YOUR INSTRUCTIONS ▸ Return the run of lines below that opens with the line containing "pub use arxiv::ArxivTool;" and closes with the line containing "fn name(&self) -> &str;", keeping each one exact.

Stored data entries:

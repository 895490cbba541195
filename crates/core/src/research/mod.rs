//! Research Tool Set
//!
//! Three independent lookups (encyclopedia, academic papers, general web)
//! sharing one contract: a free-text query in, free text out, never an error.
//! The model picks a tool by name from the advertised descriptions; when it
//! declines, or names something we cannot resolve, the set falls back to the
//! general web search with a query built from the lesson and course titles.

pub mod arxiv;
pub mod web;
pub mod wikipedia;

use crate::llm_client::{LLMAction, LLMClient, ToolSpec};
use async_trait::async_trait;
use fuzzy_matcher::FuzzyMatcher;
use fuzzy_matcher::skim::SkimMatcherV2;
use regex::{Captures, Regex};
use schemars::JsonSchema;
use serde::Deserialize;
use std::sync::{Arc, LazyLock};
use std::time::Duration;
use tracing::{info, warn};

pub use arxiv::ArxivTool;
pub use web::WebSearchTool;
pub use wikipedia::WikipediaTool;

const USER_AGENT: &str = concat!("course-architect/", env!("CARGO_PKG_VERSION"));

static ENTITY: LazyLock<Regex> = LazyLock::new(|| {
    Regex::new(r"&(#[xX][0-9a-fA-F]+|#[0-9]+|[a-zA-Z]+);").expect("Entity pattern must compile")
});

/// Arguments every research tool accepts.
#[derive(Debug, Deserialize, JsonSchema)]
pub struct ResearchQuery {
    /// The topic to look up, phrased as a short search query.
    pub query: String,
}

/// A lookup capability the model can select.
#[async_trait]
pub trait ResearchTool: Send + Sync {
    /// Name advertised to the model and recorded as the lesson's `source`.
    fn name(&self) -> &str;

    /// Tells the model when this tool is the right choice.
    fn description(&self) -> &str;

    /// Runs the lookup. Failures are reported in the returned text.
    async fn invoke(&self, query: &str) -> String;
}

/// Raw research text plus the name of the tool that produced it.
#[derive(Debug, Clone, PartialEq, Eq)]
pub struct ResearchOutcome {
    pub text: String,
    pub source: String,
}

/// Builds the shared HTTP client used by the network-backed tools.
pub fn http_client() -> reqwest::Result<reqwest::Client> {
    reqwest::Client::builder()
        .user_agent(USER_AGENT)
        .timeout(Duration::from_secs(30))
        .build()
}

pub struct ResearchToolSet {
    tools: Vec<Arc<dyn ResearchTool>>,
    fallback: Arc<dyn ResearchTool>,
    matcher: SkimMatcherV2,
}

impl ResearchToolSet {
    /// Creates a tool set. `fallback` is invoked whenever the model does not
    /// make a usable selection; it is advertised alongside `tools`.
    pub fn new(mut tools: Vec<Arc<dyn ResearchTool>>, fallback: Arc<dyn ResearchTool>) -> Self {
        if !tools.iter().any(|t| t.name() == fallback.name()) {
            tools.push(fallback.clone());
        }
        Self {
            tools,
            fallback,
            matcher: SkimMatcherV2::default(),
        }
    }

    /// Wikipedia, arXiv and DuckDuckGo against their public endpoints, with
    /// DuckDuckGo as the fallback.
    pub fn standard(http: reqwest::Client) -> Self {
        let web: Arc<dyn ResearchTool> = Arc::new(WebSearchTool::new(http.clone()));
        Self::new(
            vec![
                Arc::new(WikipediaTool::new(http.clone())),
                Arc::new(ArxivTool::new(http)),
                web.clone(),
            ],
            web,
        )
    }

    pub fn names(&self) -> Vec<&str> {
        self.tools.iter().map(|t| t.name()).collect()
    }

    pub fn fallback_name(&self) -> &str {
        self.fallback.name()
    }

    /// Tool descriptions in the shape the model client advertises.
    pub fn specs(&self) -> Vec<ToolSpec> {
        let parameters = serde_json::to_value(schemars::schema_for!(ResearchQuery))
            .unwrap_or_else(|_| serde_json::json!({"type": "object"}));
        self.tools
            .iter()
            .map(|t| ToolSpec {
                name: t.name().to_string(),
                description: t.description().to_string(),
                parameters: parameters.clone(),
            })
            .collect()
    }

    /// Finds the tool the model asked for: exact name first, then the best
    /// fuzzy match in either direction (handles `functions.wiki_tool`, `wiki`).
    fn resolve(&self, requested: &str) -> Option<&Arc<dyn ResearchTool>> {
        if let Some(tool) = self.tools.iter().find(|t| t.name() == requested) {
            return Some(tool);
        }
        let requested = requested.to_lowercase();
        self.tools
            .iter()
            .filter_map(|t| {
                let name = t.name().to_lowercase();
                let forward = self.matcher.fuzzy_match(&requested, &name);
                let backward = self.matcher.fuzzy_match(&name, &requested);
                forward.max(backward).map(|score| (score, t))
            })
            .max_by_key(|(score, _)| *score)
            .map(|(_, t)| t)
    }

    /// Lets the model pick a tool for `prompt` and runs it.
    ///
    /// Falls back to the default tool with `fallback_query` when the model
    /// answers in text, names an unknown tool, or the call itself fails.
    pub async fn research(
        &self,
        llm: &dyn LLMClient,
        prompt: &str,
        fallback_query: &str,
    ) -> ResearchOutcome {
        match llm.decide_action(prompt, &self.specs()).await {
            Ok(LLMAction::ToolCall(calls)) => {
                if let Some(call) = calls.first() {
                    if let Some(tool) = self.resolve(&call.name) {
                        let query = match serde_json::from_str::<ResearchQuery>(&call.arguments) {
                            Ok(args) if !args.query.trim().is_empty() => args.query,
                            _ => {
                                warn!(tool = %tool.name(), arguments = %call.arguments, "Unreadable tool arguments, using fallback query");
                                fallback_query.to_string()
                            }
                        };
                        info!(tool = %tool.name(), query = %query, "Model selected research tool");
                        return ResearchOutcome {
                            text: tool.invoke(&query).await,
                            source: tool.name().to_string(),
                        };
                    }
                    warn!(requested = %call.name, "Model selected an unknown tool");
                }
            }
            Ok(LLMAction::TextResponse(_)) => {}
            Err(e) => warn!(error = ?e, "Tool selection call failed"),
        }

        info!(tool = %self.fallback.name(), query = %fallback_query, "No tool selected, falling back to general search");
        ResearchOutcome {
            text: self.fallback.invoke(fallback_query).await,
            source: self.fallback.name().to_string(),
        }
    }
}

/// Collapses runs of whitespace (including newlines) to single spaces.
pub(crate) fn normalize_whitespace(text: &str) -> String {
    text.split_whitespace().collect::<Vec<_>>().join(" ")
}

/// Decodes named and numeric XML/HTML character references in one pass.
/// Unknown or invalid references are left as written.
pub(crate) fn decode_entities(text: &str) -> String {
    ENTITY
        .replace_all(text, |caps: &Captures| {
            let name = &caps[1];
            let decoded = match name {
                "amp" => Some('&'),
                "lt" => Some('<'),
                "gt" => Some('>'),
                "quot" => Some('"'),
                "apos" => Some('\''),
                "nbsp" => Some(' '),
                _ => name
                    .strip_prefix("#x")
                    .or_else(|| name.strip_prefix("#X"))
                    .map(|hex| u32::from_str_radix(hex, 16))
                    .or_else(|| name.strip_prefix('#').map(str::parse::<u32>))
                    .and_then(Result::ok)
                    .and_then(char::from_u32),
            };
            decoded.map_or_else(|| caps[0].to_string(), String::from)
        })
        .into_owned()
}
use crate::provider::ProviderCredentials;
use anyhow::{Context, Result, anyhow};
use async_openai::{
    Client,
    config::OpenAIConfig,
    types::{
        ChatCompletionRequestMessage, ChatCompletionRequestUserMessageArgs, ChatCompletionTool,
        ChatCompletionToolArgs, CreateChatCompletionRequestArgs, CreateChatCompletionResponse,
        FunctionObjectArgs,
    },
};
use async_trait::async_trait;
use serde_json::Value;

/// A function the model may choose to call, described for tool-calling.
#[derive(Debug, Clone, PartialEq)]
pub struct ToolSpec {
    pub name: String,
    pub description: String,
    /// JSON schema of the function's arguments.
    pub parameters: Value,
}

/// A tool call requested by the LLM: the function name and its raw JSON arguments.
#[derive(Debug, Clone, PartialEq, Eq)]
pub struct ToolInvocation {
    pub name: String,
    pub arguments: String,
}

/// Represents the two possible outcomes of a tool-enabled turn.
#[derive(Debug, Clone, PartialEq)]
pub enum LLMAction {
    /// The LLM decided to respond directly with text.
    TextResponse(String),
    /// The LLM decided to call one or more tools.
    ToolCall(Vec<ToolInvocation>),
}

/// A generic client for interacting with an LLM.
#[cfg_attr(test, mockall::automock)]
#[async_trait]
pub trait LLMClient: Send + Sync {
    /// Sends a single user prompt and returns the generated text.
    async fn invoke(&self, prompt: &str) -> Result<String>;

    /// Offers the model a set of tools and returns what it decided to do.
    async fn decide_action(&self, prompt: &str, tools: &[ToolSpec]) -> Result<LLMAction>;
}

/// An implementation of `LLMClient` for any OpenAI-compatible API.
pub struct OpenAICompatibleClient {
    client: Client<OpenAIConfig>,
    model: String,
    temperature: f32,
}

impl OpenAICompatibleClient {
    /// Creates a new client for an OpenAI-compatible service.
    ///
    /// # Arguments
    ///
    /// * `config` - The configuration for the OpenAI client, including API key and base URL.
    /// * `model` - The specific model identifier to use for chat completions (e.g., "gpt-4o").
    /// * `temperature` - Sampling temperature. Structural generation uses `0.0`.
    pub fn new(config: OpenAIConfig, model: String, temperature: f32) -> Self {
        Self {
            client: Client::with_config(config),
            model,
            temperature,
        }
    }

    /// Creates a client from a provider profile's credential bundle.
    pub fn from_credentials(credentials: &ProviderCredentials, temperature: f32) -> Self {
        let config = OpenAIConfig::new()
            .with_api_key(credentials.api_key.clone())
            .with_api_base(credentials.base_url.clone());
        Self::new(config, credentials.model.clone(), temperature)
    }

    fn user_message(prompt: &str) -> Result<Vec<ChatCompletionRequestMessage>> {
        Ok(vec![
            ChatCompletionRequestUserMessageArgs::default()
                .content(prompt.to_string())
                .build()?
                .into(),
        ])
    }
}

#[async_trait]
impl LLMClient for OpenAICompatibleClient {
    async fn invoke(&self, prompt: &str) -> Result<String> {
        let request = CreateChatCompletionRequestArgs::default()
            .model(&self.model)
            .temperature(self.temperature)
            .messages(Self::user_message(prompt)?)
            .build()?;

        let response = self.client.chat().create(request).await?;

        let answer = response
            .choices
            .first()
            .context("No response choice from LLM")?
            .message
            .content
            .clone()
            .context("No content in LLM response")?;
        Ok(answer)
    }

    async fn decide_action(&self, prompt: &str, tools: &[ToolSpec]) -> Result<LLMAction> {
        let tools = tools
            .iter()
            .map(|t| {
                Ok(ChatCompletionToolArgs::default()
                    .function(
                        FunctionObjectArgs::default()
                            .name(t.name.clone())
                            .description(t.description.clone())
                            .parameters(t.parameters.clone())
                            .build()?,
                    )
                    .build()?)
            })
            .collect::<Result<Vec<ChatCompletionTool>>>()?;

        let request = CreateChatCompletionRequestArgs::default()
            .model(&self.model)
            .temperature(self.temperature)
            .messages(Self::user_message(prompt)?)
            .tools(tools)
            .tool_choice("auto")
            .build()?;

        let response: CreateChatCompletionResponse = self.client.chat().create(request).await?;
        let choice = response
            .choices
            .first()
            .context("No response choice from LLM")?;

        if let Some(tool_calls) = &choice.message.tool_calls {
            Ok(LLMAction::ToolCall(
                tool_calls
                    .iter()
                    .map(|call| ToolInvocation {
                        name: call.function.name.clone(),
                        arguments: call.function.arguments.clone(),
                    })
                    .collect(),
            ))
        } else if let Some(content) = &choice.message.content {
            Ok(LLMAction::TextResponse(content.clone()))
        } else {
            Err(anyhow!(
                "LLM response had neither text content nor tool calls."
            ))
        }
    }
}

RESPONSE TO THIS EXERCISE ▸
pub use arxiv::ArxivTool;
pub use web::WebSearchTool;
pub use wikipedia::WikipediaTool;

const USER_AGENT: &str = concat!("course-architect/", env!("CARGO_PKG_VERSION"));

static ENTITY: LazyLock<Regex> = LazyLock::new(|| {
    Regex::new(r"&(#[xX][0-9a-fA-F]+|#[0-9]+|[a-zA-Z]+);").expect("Entity pattern must compile")
});

/// Arguments every research tool accepts.
#[derive(Debug, Deserialize, JsonSchema)]
pub struct ResearchQuery {
    /// The topic to look up, phrased as a short search query.
    pub query: String,
}

/// A lookup capability the model can select.
#[async_trait]
pub trait ResearchTool: Send + Sync {
    /// Name advertised to the model and recorded as the lesson's `source`.
    fn name(&self) -> &str;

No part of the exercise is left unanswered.